Based on this, we wrote a formula, where a smaller calculated result meant a more difficult level. In code, it looked like this:

(4.0 * moves.size()) / (1.0 * bestKnownSolution.size() *
(1 + largestPossibleMove - largestMadeMove) * histogram);

Beta testing

Another good indicator for difficulty is the time spent solving a givel level. The test results were as follows:

Time spent solving a level.

Time spent solving a level.

The X-axis represents the levels (free levels of the Puzzle mode from 1 to 20), the Y-axis represents the required time in seconds. Results by different testers are in different colours.

We can see that some beta testers got stuck at level 4 already, then levels 12 and 13 also caused problems, as well as the final levels. We wanted tough final levels, but this we succeded in all too well.

All in all, we gained several conclusions concerning game difficulty:

  • the difficulty of a level is also relative to the player; and
  • there is a random factor too when a player gets stuck with a bad start (pattern), from which it is very hard to get out.

Based on our experiences from beta testing, we decided to modify the first 20 levels.

New version with new levels

We wanted to publish an update for the game with a new „Easy“ level pack, however, our formula was not suitable for generating equally easy levels.

It was alsmost impossible to weigh the parameters and we could not extend the formula either, so we reconsidered it. We came up with a new formula where level difficulty values fell in a range of 1 to 100 (the more difficult a level was, the higher value it had). Now, this formula could be extended and it was easy to weigh the parameters.

We set a minimum and a maximum value for each parameter and thus the final calculated value could be limited to the range of 0 to 1.

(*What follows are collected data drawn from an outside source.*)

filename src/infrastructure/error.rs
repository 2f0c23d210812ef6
//! Infrastructure-level errors (wraps application errors)

use thiserror::Error;

use crate::application::ApplicationError;

/// Infrastructure errors wrap application errors and add I/O-level concerns.
#[derive(Error, Debug)]
pub enum InfraError {
    #[error("{0}")]
    Application(#[from] ApplicationError),

    #[error("I/O error: {context}")]
    Io {
        context: String,
        #[source]
        source: std::io::Error,
    },
}

impl InfraError {
    /// Create an I/O error with context.
    pub fn io(context: impl Into<String>, source: std::io::Error) -> Self {
        Self::Io {
            context: context.into(),
            source,
        }
    }
}
//! Dependency injection

pub mod service_container;

pub use service_container::ServiceContainer;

We believe that the difficulty of a level depends on the following parameters:

  • The number of available sprinklers (i.e. the minimal number of moves in which a level can be solved);
  • The number of scarecrows on non-isolated fields, plus in how many moves we deployed all of the pigs, plus how many scarecrows have a maximum of 1 adjacent square that cannot be used (i.e. rocky field or level border);
  • How large each good move is compared to the largest possible move (we calculate with the largest difference);
  • The number of fields other than the basic field type (ie. usually other than crop fields). In other words, the more objects (rocky or dry fields etc.) a level has, the tougher that is;
  • How many step-backs it takes the solution algorithm to find the best solution (because the solution code uses a smart algorithm and thus more step-backs suggest a more difficult level);
  • The number of possible solutions for a given level (it is a key parameter above all other parameters).

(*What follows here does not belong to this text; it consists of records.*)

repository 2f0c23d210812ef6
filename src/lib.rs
//! ftgen: synthetic fault tree generator.
//!
//! Builds random fault trees (OR/AND gates over primary events with sampled
//! failure probabilities) of controllable size and shape, and writes them as
//! OpenPSA MEF documents for testing fault tree analysis tools.
//!
//! ```no_run
//! use ftgen::application::MefSerializer;
//! use ftgen::domain::{TreeBuilder, TreeParams};
//!
//! let params = TreeParams { nprimary: 50, ..TreeParams::default() };
//! let shape = params.validate().expect("valid parameters");
//! let tree = TreeBuilder::new(shape).build();
//! let xml = MefSerializer::new(&params, "-").render(&tree).expect("in-memory write");
//! println!("{xml}");
//! ```

pub mod application;
pub mod cli;
pub mod config;
pub mod domain;
pub mod exitcode;
pub mod infrastructure;
pub mod util;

Here is an excerpt from the code with the modified new formula:

final double solutionLengthScore = (Math.max(2.0, Math.min(10.0, bestKnownSolution.moves.size())) - 2) / 8.0;
final double freeScarecrowScore = (Math.min(11.0, 1.0 * (scarecrows - isolatedAreas) + pigMoves + cornerScarecrows)) / 11.0;
final double moveSizeDifferenceScore = (Math.min(3.0, 1.0 * largestMoveDifference)) / 3.0;
final double areaScore = (Math.max(3.0, Math.min(10.0, rocks + groundArea + dryArea + pigFreeWater - Math.max(Math.max(Math.max(rocks, groundArea), dryArea), pigFreeWater))) - 3) / 7.0;
final double backtrackScore = -1/(0.032 * (nodes - bestKnownSolution.moves.size()) + 1) + 1;

final double solutionCountScore = 9.0 / (1.0 * numberOfSolutions + 8.0);

return (
 (0.3 * solutionLengthScore + 0.25 * freeScarecrowScore + 0.125 * moveSizeDifferenceScore + 0.175 * areaScore + 0.15 * backtrackScore)
* Math.pow(solutionCountScore, 0.25) ) * 100.0;

Our experiences with this formula have been positive so far, we only had to finetune the weights of the parameters.